Preaching at the April 26 service, LCMS Fifth Vice-President Rev. Christopher Esget pointed students away from themselves and toward Christ: “You cannot bind up the wounds or recall the lost of your own strength or self or gifts. All you have is to point to the gifts that you, yourselves, have received and have been promised — the divine power of Jesus by which, St. Peter says, have been given to us exceedingly great and precious promises, that through these you may be partakers of the divine nature, having escaped the corruption that is in the world through lust. The world is corrupt, but Christ is incorruptible.”

At the April 27 pastoral call service, LCMS Second Vice-President Rev. John C. Wohlrabe asked the candidates to consider why they wanted to receive calls, saying that the answer “has everything to do with what you as a pastor will have to offer the lambs and the sheep to whom you will be called to serve as an undershepherd of our Good Shepherd. Unless you learn the lesson that Simon, son of John, learned in our text [John 21:15–19], you will not properly feed and shepherd those sheep to whom you are called. …

“As long as [Simon] Peter trusted in his own love for Jesus, Peter wasn’t trusting in Jesus’ love for him. Peter now knows that his faith lies not in himself but in Jesus Christ alone. … You are called to be pastors … not because of your love for Jesus … [but] because Jesus loves you and all people.”

CTSFW Director of Certification and Placement Rev. Dr. Jeffrey Pulse said that, although last year’s and this year’s Call Days looked very different, “the most important realities … remain. … The church still needs workers in the harvest field; congregations still need pastors to carry out Word and Sacrament ministry; your seminary needs you to move along and make room for the next class. … 

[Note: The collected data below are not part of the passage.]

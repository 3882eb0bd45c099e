//! External Gateway
//!
//! Uniform wrapper around every outbound call to the inference backend or
//! storage: per-call timeout, bounded retries on transient failures and
//! exponential back-off (`base * 2^attempt`). Non-idempotent inserts use
//! [`Gateway::storage_once`] instead. It never looks at response
//! bodies; classifying a failure as transient is the adapter's job.

use std::future::Future;
use std::time::Duration;

use callsight::DomainError;
use thiserror::Error;

/// Retry and timeout policy for outbound calls
#[derive(Debug, Clone)]
pub struct GatewayConfig {
    /// Total attempts per call, including the first one
    pub max_attempts: u32,
    /// Delay before the first retry; doubles on every further retry
    pub backoff_base: Duration,
    /// Timeout applied to each inference attempt
    pub inference_timeout: Duration,
    /// Timeout applied to each storage attempt
    pub storage_timeout: Duration,
}

impl Default for GatewayConfig {
    fn default() -> Self {
        Self {
            max_attempts: 3,
            backoff_base: Duration::from_secs(1),
            inference_timeout: Duration::from_secs(60),
            storage_timeout: Duration::from_secs(30),
        }
    }
}

/// Terminal failure of an outbound call
#[derive(Debug, Error)]
pub enum GatewayError {
    /// Client-side failure, not retried
    #[error("{target} rejected: {source}")]
    Rejected {
        target: String,
        #[source]
        source: DomainError,
    },

    /// Every attempt failed transiently
    #[error("{target} failed after {attempts} attempts: {last_cause}")]
    Exhausted {
        target: String,
        attempts: u32,
        #[source]
        last_cause: DomainError,
    },
}

/// Outbound call executor
#[derive(Debug, Clone, Default)]
pub struct Gateway {
    config: GatewayConfig,
}

impl Gateway {
    pub fn new(config: GatewayConfig) -> Self {
        Self { config }
    }

    /// Delay slept after failed attempt number `attempt` (zero-based).
    pub fn backoff_delay(&self, attempt: u32) -> Duration {
        self.config
            .backoff_base
            .saturating_mul(2u32.saturating_pow(attempt))
    }

    /// Run `op` under the inference timeout
    pub async fn inference<T, F, Fut>(&self, target: &str, op: F) -> Result<T, GatewayError>
    where
        F: FnMut() -> Fut,
        Fut: Future<Output = Result<T, DomainError>>,
    {
        self.call(target, self.config.inference_timeout, op).await
    }

    /// Run `op` under the storage timeout
    pub async fn storage<T, F, Fut>(&self, target: &str, op: F) -> Result<T, GatewayError>
    where
        F: FnMut() -> Fut,
        Fut: Future<Output = Result<T, DomainError>>,
    {
        self.call(target, self.config.storage_timeout, op).await
    }

    /// Run `op` exactly once under the storage timeout.
    ///
    /// For inserts that must not be repeated: a timed-out attempt may still
    /// have committed, so a retry could write the row twice.
    pub async fn storage_once<T, F, Fut>(&self, target: &str, op: F) -> Result<T, GatewayError>
    where
        F: FnMut() -> Fut,
        Fut: Future<Output = Result<T, DomainError>>,
    {
        self.run(target, self.config.storage_timeout, 1, op).await
    }

    /// Run `op` until it succeeds, fails non-transiently, or runs out of
    /// attempts. Each attempt is bounded by `timeout`; expiry counts as a
    /// transient failure.
    pub async fn call<T, F, Fut>(
        &self,
        target: &str,
        timeout: Duration,
        op: F,
    ) -> Result<T, GatewayError>
    where
        F: FnMut() -> Fut,
        Fut: Future<Output = Result<T, DomainError>>,
    {
        self.run(target, timeout, self.config.max_attempts, op).await
    }

    async fn run<T, F, Fut>(
        &self,
        target: &str,
        timeout: Duration,
        max_attempts: u32,
        mut op: F,
    ) -> Result<T, GatewayError>
    where
        F: FnMut() -> Fut,
        Fut: Future<Output = Result<T, DomainError>>,
    {
        let max_attempts = max_attempts.max(1);
        let mut last_cause = None;

        for attempt in 0..max_attempts {
            let cause = match tokio::time::timeout(timeout, op()).await {
                Ok(Ok(value)) => return Ok(value),
                Ok(Err(e)) if !e.is_transient() => {
                    tracing::warn!("⛔ {} rejected: {}", target, e);
                    return Err(GatewayError::Rejected {
                        target: target.to_string(),
                        source: e,
                    });
                }
                Ok(Err(e)) => e,
                Err(_) => DomainError::Timeout(format!("{} exceeded {:?}", target, timeout)),
            };

            if attempt + 1 < max_attempts {
                let delay = self.backoff_delay(attempt);
                tracing::warn!(
                    "⚠️  {} failed (attempt {}/{}), retrying in {:?}: {}",
                    target,
                    attempt + 1,
                    max_attempts,
                    delay,
                    cause
                );
                tokio::time::sleep(delay).await;
            } else {
                tracing::warn!(
                    "❌ {} failed after {} attempts: {}",
                    target,
                    max_attempts,
                    cause
                );
            }
            last_cause = Some(cause);
        }

        Err(GatewayError::Exhausted {
            target: target.to_string(),
            attempts: max_attempts,
            last_cause: last_cause
                .unwrap_or_else(|| DomainError::ExternalService(target.to_string())),
        })
    }
}

#[cfg(test)]
mod tests {
    use super::*;
    use std::sync::atomic::{AtomicU32, Ordering};

    fn fast_gateway() -> Gateway {
        Gateway::new(GatewayConfig {
            max_attempts: 3,
            backoff_base: Duration::from_millis(1),
            inference_timeout: Duration::from_millis(200),
            storage_timeout: Duration::from_millis(200),
        })
    }

    #[tokio::test]
    async fn test_succeeds_on_third_attempt() {
        let gateway = fast_gateway();
        let attempts = AtomicU32::new(0);
        let counter = &attempts;

        let result = gateway
            .inference("stage1", move || async move {
                let n = counter.fetch_add(1, Ordering::SeqCst);
                if n < 2 {
                    Err(DomainError::Unavailable("503".into()))
                } else {
                    Ok(42)
                }
            })
            .await;

        assert_eq!(result.unwrap(), 42);
        assert_eq!(attempts.load(Ordering::SeqCst), 3);
    }

    #[tokio::test]
    async fn test_exhausted_after_all_attempts() {
        let gateway = fast_gateway();
        let attempts = AtomicU32::new(0);
        let counter = &attempts;

        let result: Result<(), _> = gateway
            .storage("insert_call", move || async move {
                counter.fetch_add(1, Ordering::SeqCst);
                Err(DomainError::RateLimited("429".into()))
            })
            .await;

        match result {
            Err(GatewayError::Exhausted {
                attempts: n,
                last_cause,
                ..
            }) => {
                assert_eq!(n, 3);
                assert!(matches!(last_cause, DomainError::RateLimited(_)));
            }
            other => panic!("expected Exhausted, got {:?}", other),
        }
        assert_eq!(attempts.load(Ordering::SeqCst), 3);
    }

    #[tokio::test]
    async fn test_client_error_not_retried() {
        let gateway = fast_gateway();
        let attempts = AtomicU32::new(0);
        let counter = &attempts;

        let result: Result<(), _> = gateway
            .inference("stage2", move || async move {
                counter.fetch_add(1, Ordering::SeqCst);
                Err(DomainError::Validation("unsupported audio".into()))
            })
            .await;

        assert!(matches!(result, Err(GatewayError::Rejected { .. })));
        assert_eq!(attempts.load(Ordering::SeqCst), 1);
    }

    #[tokio::test]
    async fn test_timeout_is_transient() {
        let gateway = fast_gateway();
        let attempts = AtomicU32::new(0);
        let counter = &attempts;

        let result = gateway
            .call("slow", Duration::from_millis(10), move || async move {
                let n = counter.fetch_add(1, Ordering::SeqCst);
                if n == 0 {
                    tokio::time::sleep(Duration::from_millis(200)).await;
                }
                Ok::<_, DomainError>("done")
            })
            .await;

        assert_eq!(result.unwrap(), "done");
        assert_eq!(attempts.load(Ordering::SeqCst), 2);
    }

    #[tokio::test]
    async fn test_storage_once_does_not_retry() {
        let gateway = fast_gateway();
        let attempts = AtomicU32::new(0);
        let counter = &attempts;

        let result: Result<(), _> = gateway
            .storage_once("insert_call", move || async move {
                counter.fetch_add(1, Ordering::SeqCst);
                Err(DomainError::Timeout("statement timeout".into()))
            })
            .await;

        assert!(matches!(
            result,
            Err(GatewayError::Exhausted { attempts: 1, .. })
        ));
        assert_eq!(attempts.load(Ordering::SeqCst), 1);
    }

    #[test]
    fn test_backoff_doubles() {
        let gateway = Gateway::default();
        assert_eq!(gateway.backoff_delay(0), Duration::from_secs(1));
        assert_eq!(gateway.backoff_delay(1), Duration::from_secs(2));
        assert_eq!(gateway.backoff_delay(2), Duration::from_secs(4));
    }
}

“My thanks goes out to the district presidents and their staffs, congregations and call committees, circuit visitors and pastors, the Council of Presidents and … Concordia Seminary, St. Louis. Together … we have managed to make the process work under these circumstances … by the grace of God and the guidance of the Holy Spirit.”

Read more about Call Day at CTSFW here.

‘A night of joy’

On April 28, CSL vicars and deaconess interns received their assignments during a 3 p.m. service in the Chapel of St. Timothy and St. Titus, while pastoral and diaconal candidates received their first calls at 7 p.m. 

“This year we are in person, but we are under some rather significant restrictions,” said CSL Director of Placement Rev. Dr. Glenn Nielsen at the 7 p.m. service, noting that, due to county occupancy guidelines, each candidate was able to invite only one guest. “Next year, we hope, and we pray, we will be back to a full chapel — no masks, [with] handshaking, hugs [and] smiling faces. We want to acknowledge … the disappointment [and] thank you for understanding.”

Preaching on 1 Peter 2:18–25 at the 3 p.m. service, LCMS California-Nevada-Hawaii District President Rev. Michael Lange told the students that it is “not always going to be easy or fun to follow the example of Christ” but encouraged them to count their blessings as servants “entrusted with the responsibility of giving an example of gracious action even during cruel treatment. … Christ is our example in this.” 

The Rev. Dr. Thomas J. Egger, who recently began serving as the 11th president of CSL, preached on John 10:11–18. “Tonight is a night of joy,” Egger said, “because of Jesus, the one Shepherd, and He is calling you to feed His lambs. What a glorious ministry, the ministry of the Gospel of Christ.”